Segment Start: Source material

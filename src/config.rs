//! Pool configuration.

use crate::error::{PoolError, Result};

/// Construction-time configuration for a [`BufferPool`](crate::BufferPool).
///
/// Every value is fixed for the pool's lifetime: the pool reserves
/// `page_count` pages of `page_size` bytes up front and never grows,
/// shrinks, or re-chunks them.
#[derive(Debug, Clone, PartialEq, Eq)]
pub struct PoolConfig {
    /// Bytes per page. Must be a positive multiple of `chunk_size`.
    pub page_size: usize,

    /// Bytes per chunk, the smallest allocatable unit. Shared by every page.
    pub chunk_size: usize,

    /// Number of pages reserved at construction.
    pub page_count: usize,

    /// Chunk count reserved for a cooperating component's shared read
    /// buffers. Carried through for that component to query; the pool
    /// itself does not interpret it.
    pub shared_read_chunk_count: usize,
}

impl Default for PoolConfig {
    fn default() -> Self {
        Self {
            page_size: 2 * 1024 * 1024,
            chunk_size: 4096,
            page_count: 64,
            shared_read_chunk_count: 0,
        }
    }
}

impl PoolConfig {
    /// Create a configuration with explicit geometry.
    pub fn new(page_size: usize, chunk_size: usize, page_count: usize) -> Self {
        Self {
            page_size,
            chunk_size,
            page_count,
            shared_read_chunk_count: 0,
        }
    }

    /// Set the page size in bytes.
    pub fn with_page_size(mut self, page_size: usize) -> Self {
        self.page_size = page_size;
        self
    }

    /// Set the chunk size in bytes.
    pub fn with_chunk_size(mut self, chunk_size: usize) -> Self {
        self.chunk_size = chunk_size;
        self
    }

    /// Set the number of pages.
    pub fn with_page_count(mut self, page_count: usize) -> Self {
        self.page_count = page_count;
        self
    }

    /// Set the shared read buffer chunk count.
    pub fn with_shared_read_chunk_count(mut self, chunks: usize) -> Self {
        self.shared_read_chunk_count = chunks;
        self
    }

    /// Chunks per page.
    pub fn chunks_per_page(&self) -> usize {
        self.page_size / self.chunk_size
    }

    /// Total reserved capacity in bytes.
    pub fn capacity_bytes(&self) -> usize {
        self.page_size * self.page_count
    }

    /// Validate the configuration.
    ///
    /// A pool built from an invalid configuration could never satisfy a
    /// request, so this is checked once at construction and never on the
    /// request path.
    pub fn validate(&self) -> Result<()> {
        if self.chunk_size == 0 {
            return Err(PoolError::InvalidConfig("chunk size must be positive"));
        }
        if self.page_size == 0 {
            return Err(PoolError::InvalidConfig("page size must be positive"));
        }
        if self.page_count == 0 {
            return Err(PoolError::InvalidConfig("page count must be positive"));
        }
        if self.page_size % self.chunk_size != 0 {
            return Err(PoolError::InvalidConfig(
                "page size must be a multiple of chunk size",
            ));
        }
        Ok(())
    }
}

Segment End: Source material
Segment Start: Source material

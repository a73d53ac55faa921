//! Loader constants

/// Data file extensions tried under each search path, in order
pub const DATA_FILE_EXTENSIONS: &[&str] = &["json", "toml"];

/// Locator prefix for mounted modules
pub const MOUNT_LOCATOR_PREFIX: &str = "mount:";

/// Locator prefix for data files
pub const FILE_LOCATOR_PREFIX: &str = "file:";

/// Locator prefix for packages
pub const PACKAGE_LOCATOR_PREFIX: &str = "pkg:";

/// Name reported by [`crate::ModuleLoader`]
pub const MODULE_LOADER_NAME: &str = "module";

Segment End: Source material

# What you need to do:
Search the data and copy each line containing "Result".

# Response to the task:
use crate::error::{PoolError, Result};
    pub fn validate(&self) -> Result<()> {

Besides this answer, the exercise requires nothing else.